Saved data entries
******

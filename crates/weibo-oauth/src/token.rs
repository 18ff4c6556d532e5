//! Access-token record and validity check.

use serde::{Deserialize, Serialize};

/// The token record as exchanged with the provider and the token store.
///
/// `created_at` is stamped locally (epoch milliseconds) when the token is
/// received; it is never taken from the provider. Records persisted by older
/// deployments without the stamp deserialize with `created_at = 0` and are
/// therefore treated as expired.
#[derive(Debug, Clone, Serialize, Deserialize, PartialEq, Eq)]
pub struct TokenData {
    pub access_token: String,
    /// Token lifetime in seconds, as reported by the provider.
    pub expires_in: u64,
    #[serde(default, skip_serializing_if = "Option::is_none")]
    pub refresh_token: Option<String>,
    pub uid: String,
    #[serde(default, skip_serializing_if = "Option::is_none")]
    pub scope: Option<String>,
    /// Local receipt time, epoch milliseconds.
    #[serde(default)]
    pub created_at: i64,
}

/// A received access token with its validity check.
///
/// Thin wrapper over [`TokenData`]; construction happens on every successful
/// exchange or refresh, durable ownership stays with the caller's store.
#[derive(Debug, Clone, PartialEq, Eq)]
pub struct AccessToken {
    data: TokenData,
}

impl AccessToken {
    /// Wrap a token record.
    #[must_use]
    pub const fn new(data: TokenData) -> Self {
        Self { data }
    }

    /// The underlying token record.
    #[must_use]
    pub const fn data(&self) -> &TokenData {
        &self.data
    }

    /// Consume the wrapper, returning the record.
    #[must_use]
    pub fn into_data(self) -> TokenData {
        self.data
    }

    /// The bearer credential itself.
    #[must_use]
    pub fn access_token(&self) -> &str {
        &self.data.access_token
    }

    /// The uid the token was issued for.
    #[must_use]
    pub fn uid(&self) -> &str {
        &self.data.uid
    }

    /// Check whether the token is still usable.
    ///
    /// Valid iff the credential is non-empty and the current time is strictly
    /// before `created_at + expires_in * 1000`. The boundary instant counts as
    /// expired.
    #[must_use]
    pub fn is_valid(&self) -> bool {
        self.is_valid_at(now_ms())
    }

    /// Validity check against an explicit clock, for deterministic tests.
    ///
    /// `expires_in` comes from the provider and is not trusted: the expiry
    /// computation saturates instead of overflowing.
    #[must_use]
    pub fn is_valid_at(&self, now_ms: i64) -> bool {
        let lifetime_ms =
            i64::try_from(self.data.expires_in).unwrap_or(i64::MAX).saturating_mul(1000);
        !self.data.access_token.is_empty()
            && now_ms < self.data.created_at.saturating_add(lifetime_ms)
    }
}

impl From<TokenData> for AccessToken {
    fn from(data: TokenData) -> Self {
        Self::new(data)
    }
}

/// Current time as epoch milliseconds.
#[must_use]
pub(crate) fn now_ms() -> i64 {
    chrono::Utc::now().timestamp_millis()
}

#[cfg(test)]
mod tests {
    use super::*;

    fn token(access_token: &str, created_at: i64, expires_in: u64) -> AccessToken {
        AccessToken::new(TokenData {
            access_token: access_token.to_owned(),
            expires_in,
            refresh_token: Some("REFRESH".to_owned()),
            uid: "u1".to_owned(),
            scope: Some("users_show".to_owned()),
            created_at,
        })
    }

    #[test]
    fn test_valid_within_lifetime() {
        let t = token("ACCESS", 1_000_000, 7200);
        assert!(t.is_valid_at(1_000_000 + 1));
        assert!(t.is_valid_at(1_000_000 + 7200 * 1000 - 1));
    }

    #[test]
    fn test_boundary_is_expired() {
        // Strict comparison: exactly created_at + expires_in*1000 is invalid.
        let t = token("ACCESS", 1_000_000, 7200);
        assert!(!t.is_valid_at(1_000_000 + 7200 * 1000));
        assert!(!t.is_valid_at(1_000_000 + 7200 * 1000 + 1));
    }

    #[test]
    fn test_empty_token_never_valid() {
        let t = token("", 1_000_000, 7200);
        assert!(!t.is_valid_at(1_000_000 + 1));
        assert!(!t.is_valid_at(0));
    }

    #[test]
    fn test_missing_created_at_deserializes_expired() {
        let data: TokenData = serde_json::from_value(serde_json::json!({
            "access_token": "ACCESS",
            "expires_in": 7200,
            "uid": "u1"
        }))
        .unwrap();

        assert_eq!(data.created_at, 0);
        assert!(!AccessToken::new(data).is_valid());
    }

    #[test]
    fn test_huge_expires_in_saturates() {
        // An absurd provider lifetime must not overflow the expiry
        // arithmetic; it just means "valid far into the future".
        let t = token("ACCESS", now_ms(), u64::MAX / 2);
        assert!(t.is_valid());
        assert!(t.is_valid_at(i64::MAX - 1));

        // Saturation also holds with a stamp near the upper bound.
        let t = token("ACCESS", i64::MAX - 1, u64::MAX);
        assert!(t.is_valid_at(now_ms()));
    }

    #[test]
    fn test_wall_clock_validity() {
        let t = token("ACCESS", now_ms(), 7200);
        assert!(t.is_valid());

        let expired = token("ACCESS", now_ms() - 8000 * 1000, 7200);
        assert!(!expired.is_valid());
    }

    #[test]
    fn test_roundtrip_preserves_refresh_token() {
        let data = token("ACCESS", 42, 7200).into_data();
        let json = serde_json::to_value(&data).unwrap();
        let back: TokenData = serde_json::from_value(json).unwrap();
        assert_eq!(back, data);
    }
}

******

=== TASK INSTRUCTIONS ===
Look through the entries above; find each line with the word "store" and copy it.

=== EXERCISE RESPONSE ===
/// The token record as exchanged with the provider and the token store.
/// exchange or refresh, durable ownership stays with the caller's store.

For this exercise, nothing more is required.